'''

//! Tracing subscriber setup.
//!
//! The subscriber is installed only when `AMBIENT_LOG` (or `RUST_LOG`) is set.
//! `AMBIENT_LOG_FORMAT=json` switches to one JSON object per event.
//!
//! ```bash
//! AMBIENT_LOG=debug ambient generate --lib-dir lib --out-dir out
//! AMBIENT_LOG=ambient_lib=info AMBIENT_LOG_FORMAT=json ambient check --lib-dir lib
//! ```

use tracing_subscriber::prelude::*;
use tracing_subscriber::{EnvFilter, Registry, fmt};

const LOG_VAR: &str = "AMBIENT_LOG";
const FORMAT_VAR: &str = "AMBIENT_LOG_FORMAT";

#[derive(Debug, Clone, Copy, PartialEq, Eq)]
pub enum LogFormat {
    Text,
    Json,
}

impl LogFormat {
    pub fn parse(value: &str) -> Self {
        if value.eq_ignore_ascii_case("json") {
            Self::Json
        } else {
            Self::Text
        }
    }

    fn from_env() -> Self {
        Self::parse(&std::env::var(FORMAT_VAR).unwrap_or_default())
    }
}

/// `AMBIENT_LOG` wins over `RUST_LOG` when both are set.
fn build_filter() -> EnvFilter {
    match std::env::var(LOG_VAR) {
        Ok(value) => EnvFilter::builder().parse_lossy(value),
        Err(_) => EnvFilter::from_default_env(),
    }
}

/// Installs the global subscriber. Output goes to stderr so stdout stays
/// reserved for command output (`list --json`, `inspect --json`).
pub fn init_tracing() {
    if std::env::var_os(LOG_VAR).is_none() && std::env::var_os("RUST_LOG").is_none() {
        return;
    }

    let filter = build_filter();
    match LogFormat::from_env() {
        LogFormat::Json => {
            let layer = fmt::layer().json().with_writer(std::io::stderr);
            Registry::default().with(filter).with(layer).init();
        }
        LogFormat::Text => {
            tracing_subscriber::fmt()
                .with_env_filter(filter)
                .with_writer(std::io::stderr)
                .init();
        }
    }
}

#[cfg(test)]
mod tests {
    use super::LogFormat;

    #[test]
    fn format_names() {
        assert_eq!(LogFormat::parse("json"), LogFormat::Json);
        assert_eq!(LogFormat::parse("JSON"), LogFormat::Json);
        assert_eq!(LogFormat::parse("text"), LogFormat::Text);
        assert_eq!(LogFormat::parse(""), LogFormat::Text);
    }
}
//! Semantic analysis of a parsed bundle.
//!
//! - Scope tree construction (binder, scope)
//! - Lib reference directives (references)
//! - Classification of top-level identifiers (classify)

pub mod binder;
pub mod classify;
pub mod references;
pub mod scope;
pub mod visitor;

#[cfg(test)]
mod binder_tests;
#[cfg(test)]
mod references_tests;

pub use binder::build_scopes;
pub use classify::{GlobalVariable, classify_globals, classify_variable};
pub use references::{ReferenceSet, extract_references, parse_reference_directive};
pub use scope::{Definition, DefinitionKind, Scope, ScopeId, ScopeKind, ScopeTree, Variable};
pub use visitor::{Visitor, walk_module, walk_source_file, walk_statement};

'''
'''

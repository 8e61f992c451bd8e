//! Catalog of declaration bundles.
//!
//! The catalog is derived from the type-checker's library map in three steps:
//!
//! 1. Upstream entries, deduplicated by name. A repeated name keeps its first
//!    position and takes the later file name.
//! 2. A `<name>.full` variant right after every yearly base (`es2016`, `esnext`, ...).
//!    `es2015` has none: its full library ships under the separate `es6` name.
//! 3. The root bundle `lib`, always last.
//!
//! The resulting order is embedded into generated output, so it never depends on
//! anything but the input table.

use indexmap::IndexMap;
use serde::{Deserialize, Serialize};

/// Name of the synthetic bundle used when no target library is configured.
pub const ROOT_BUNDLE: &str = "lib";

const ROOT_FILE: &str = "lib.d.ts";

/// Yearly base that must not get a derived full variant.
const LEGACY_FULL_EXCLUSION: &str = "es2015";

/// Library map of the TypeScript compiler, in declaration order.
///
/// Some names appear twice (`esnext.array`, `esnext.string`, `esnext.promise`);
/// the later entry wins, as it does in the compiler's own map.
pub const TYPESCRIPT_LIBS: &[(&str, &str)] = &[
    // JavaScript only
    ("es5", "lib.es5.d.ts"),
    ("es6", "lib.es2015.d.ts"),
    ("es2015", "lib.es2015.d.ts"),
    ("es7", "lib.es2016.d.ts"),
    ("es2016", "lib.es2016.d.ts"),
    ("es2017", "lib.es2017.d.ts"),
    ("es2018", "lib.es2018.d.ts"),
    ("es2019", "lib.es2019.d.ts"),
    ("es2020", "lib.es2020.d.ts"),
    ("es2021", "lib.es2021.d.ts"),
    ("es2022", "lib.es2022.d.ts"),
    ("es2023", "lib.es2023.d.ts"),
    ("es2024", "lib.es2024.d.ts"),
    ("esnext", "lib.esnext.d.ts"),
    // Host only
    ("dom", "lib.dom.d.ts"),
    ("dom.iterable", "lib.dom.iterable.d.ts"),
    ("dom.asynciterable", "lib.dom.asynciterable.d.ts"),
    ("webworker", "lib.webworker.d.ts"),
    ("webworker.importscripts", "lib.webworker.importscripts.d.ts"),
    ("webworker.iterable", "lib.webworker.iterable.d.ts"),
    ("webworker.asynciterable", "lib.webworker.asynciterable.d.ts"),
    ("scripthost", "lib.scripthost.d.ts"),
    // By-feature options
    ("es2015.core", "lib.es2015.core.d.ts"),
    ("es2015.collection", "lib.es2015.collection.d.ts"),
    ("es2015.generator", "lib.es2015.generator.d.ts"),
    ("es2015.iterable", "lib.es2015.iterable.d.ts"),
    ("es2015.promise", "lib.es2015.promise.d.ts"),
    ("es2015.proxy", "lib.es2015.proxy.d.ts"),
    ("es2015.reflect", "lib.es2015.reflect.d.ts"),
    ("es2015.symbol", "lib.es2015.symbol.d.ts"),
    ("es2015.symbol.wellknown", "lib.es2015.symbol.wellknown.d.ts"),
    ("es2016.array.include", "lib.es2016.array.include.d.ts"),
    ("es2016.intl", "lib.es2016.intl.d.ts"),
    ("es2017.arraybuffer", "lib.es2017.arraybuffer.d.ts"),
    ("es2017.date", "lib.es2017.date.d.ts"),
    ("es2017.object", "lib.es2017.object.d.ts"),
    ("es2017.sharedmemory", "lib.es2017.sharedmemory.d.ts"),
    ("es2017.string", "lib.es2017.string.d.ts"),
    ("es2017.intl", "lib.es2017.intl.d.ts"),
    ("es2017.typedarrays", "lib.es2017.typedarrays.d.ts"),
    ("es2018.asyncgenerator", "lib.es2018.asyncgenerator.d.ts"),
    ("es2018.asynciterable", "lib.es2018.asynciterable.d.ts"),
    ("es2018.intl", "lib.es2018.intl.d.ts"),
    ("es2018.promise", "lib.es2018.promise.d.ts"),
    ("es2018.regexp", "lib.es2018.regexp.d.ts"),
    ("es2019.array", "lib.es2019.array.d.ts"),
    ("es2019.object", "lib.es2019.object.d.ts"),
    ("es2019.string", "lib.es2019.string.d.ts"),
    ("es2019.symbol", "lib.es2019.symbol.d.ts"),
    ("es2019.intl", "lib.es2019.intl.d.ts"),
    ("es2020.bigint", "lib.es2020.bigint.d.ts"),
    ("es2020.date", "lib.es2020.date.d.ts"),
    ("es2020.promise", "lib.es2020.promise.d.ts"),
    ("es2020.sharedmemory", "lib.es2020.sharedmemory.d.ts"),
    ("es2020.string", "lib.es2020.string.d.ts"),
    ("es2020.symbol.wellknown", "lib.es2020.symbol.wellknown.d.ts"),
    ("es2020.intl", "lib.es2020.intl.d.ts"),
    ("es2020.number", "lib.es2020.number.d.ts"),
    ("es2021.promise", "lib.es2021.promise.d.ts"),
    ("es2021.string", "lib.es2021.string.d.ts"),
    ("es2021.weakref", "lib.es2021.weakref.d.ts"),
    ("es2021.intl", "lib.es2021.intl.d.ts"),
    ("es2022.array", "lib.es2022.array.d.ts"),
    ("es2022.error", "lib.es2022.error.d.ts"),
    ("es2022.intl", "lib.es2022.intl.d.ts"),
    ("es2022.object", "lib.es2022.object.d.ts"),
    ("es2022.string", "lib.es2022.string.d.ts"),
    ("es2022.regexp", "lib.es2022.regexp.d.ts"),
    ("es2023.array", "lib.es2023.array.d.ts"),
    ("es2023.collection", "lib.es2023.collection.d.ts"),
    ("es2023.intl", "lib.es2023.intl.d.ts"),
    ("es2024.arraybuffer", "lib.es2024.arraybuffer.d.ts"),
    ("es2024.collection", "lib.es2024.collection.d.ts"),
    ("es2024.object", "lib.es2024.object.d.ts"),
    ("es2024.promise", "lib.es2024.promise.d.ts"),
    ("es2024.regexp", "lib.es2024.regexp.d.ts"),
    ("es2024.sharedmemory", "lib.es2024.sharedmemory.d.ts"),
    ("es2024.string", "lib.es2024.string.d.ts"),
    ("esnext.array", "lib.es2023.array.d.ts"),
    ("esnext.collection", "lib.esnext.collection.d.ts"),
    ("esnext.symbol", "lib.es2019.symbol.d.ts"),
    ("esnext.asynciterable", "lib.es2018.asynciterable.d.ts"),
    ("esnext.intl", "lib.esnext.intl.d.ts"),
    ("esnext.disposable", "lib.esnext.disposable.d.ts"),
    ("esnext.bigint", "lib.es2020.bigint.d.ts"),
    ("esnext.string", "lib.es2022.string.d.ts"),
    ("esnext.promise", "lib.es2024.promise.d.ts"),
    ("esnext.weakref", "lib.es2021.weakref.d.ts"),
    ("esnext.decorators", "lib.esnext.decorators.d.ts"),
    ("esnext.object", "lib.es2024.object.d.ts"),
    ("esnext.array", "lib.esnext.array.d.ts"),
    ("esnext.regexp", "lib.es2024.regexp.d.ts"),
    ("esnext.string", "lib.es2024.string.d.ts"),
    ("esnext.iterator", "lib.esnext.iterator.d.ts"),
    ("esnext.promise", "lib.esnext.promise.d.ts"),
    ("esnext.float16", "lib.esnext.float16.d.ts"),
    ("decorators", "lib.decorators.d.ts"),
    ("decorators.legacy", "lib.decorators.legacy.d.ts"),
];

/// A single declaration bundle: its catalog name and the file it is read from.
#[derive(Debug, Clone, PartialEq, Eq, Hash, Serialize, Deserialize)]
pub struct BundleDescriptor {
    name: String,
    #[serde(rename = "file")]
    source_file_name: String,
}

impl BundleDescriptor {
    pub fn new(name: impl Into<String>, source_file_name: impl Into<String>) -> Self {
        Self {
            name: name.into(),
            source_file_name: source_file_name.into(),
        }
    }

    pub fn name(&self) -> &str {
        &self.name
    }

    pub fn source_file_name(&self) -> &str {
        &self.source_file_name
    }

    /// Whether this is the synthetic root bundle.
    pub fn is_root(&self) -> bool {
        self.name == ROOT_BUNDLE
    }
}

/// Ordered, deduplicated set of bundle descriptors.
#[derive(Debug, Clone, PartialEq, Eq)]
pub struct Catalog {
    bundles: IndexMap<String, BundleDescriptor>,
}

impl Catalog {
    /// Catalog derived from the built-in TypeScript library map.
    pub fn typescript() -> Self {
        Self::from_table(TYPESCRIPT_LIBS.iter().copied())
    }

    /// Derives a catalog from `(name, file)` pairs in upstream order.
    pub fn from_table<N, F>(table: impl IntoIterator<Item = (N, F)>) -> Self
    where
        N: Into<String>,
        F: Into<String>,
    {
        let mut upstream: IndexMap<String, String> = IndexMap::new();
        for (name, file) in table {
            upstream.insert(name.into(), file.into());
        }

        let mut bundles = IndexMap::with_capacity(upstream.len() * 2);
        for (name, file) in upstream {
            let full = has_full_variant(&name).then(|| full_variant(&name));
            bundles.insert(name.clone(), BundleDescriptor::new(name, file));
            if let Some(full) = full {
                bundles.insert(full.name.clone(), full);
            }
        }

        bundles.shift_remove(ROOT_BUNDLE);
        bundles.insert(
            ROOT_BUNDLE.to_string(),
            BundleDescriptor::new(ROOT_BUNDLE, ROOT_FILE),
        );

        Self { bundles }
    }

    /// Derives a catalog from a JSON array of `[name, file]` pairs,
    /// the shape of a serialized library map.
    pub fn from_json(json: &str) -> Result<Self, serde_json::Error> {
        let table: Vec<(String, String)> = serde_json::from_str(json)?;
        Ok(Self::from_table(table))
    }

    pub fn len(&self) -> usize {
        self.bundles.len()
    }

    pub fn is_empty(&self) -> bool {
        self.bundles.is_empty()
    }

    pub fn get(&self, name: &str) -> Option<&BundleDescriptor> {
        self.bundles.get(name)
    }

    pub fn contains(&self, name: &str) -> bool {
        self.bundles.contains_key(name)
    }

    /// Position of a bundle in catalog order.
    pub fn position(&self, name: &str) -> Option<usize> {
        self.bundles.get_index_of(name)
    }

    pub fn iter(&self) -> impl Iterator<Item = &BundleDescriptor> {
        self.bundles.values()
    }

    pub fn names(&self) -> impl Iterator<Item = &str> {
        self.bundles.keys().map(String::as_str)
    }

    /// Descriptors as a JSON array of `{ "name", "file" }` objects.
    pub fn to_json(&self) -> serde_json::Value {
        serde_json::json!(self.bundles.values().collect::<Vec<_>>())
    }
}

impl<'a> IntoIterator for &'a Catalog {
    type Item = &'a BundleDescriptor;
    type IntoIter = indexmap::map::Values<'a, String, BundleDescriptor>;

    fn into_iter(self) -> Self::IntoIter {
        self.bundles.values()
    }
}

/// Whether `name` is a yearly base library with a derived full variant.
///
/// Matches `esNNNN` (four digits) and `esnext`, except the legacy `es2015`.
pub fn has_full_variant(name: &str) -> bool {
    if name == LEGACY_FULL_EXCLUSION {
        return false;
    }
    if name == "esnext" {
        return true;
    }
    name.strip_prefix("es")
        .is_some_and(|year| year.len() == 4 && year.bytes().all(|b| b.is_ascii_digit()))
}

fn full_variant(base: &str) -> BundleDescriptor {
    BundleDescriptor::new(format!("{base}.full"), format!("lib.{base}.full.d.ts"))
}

'''

### Activity
Among the lines of the listing above, count those that contain "collection" and give only the count.

### Response
4